Crucially, Balderose also speaks Morgan's esoteric language. The singer-songwriter (who split playing drums 50/50 with Portnoy on The Above) had a notepad of abstract song objectives that he'd commission Balderose to try and bring to life on the computer.
"Jami's ideas were insane," Balderose says, shaking his head. "He'll be like, 'I want a beat that sounds like the difference between right and wrong.'"
After months of clicking puzzle pieces together, the band traveled to Albini's studio in Chicago to do something they'd never done before: record the core of the band (guitars, bass, drums) live in a room, no overdubs and no mixed-and-matched takes like the hyper-chopped-up Underneath.
The reason they went with Albini is precisely because the eccentric engineer famously offers no creative input like a typical producer would.
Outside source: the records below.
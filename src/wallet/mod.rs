// Wallet module - The per-user wallet ledger and its mutation contract

mod ledger;
mod mutation;
mod user;

pub use ledger::{MutationReceipt, WalletError, WalletLedger};
pub use mutation::Mutation;
pub use user::UserId;
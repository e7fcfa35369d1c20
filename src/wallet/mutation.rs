// Mutation - A validated request to change a wallet's balance

use crate::ledger::{Amount, Transaction, TxKind, WalletTag};

/// A balance-affecting request: what kind of movement, how much, between
/// which account tags, and a human-readable description.
///
/// Validation happens before any state is touched; an invalid mutation never
/// reaches storage.
#[derive(Clone, Debug)]
pub struct Mutation {
    kind: TxKind,
    amount: Amount,
    from_wallet: WalletTag,
    to_wallet: WalletTag,
    description: String,
}

impl Mutation {
    /// Create a mutation with explicit account tags
    pub fn new(
        kind: TxKind,
        amount: Amount,
        from_wallet: WalletTag,
        to_wallet: WalletTag,
        description: impl Into<String>,
    ) -> Self {
        Self {
            kind,
            amount,
            from_wallet,
            to_wallet,
            description: description.into(),
        }
    }

    /// A top-up from an external source into the personal wallet
    pub fn deposit(amount: Amount, description: impl Into<String>) -> Self {
        Self::new(
            TxKind::Deposit,
            amount,
            WalletTag::External,
            WalletTag::Personal,
            description,
        )
    }

    /// A withdrawal from the personal wallet to an external destination
    pub fn withdraw(amount: Amount, description: impl Into<String>) -> Self {
        Self::new(
            TxKind::Withdraw,
            amount,
            WalletTag::Personal,
            WalletTag::External,
            description,
        )
    }

    /// A refund credited back into the personal wallet
    pub fn refund(amount: Amount, description: impl Into<String>) -> Self {
        Self::new(
            TxKind::Refund,
            amount,
            WalletTag::Competition,
            WalletTag::Personal,
            description,
        )
    }

    pub fn kind(&self) -> &TxKind {
        &self.kind
    }

    pub fn amount(&self) -> Amount {
        self.amount
    }

    pub fn from_wallet(&self) -> &WalletTag {
        &self.from_wallet
    }

    pub fn to_wallet(&self) -> &WalletTag {
        &self.to_wallet
    }

    pub fn description(&self) -> &str {
        &self.description
    }

    /// Turn the request into an immutable transaction record with a fresh
    /// ID and timestamp
    pub fn into_transaction(self) -> Transaction {
        Transaction::new(
            self.kind,
            self.amount,
            self.description,
            self.from_wallet,
            self.to_wallet,
        )
    }
}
He's just there to use his world-class studio to record the best possible sound according to the band's wishes.
"It was probably our best recording experience ever," says Balderose. Meyers believes it captured a side of the band that wasn't present on previous records. "It brought a little bit more of our personality into the music, which sometimes gets lost in the recording process," she says. "Whereas live, it has that kind of energy."
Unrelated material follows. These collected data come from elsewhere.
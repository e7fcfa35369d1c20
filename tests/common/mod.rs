// Shared test setup

use std::sync::Once;

static INIT: Once = Once::new();

/// Route library tracing through the test harness, honoring RUST_LOG
pub fn init_tracing() {
    INIT.call_once(|| {
        tracing_subscriber::fmt()
            .with_env_filter(tracing_subscriber::EnvFilter::from_default_env())
            .with_test_writer()
            .init();
    });
}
From there, Code Orange took the record back to Pittsburgh where they spent many more months recording vocals, adding in Balderose's electronic parts, tracking strings and assembling the goods for those enigmatic visuals.
Balderose says he can't wait for people to hear it: "So I can feel justified in the torment I put myself through." Morgan sounds simultaneously proud and a touch plaintive while recounting the exhausting affair.
"I see the process in the future having to be different, because it was very immersive," Morgan says. "People can only be stretched so far [to] where they can snap back and regenerate. Some people, when they're stretched, they stay stretched."
Code Orange keep putting themselves through these Sisyphean undertakings — making these all-encompassing albums, militantly practicing, taking on way too many day-to-day tasks (merch fulfillment, web design, video creation) — because it's the only way they know how. It's the only way it's worth it for them.
During The Above's titanic closing title-track, Morgan and Meyers sing with all their might over crunching guitars, "Acceptance is a faraway place, but I'll keep beating it in/If I'm still breathing," underscoring their die-hard commitment to chasing the light at the end of the tunnel.
From there, the chorus fades into industrial racket and the song ends with the same distorted pulsation that chimes at the top of I Am King, creating a literal loop between today and where Code Orange's kids-less journey began almost 10 years ago.
"Is this going to be our last record? No, I don't think so," Morgan deliberates after an hour of intense, introspective discussion that's laced with twinges of conclusive language. "It's the end of something, though. I think it's also the beginning of something else much greater."
Furthermore, he says "fuck that" to the mere idea of an I Am King 10-year-anniversary tour, even if the fans wanted it. Even though Code Orange openly desire the material means to make their highly conceptual art without putting themselves in financial peril, they'd rather fail than take the easy route.
Risking it all with an album like The Above is the only way.
"When I look at the landscape of popular music, the hole is there for The Above," Morgan forecasts. "Who knows how it's going to go? I think that's a beautiful thing. To me, that's fun. That's how this shit should be.
"It should be in-your-face. It should be a dice roll. It shouldn't be just trying to maintain. We never wanted to maintain. Did we put our money where our mouth is? Is this a maintenance record, my friend?"
"No," he abruptly enthuses. "It's a fucking put-your-whole-career-on-the-line record — again. And we just keep doing it. And we're just going to keep doing it."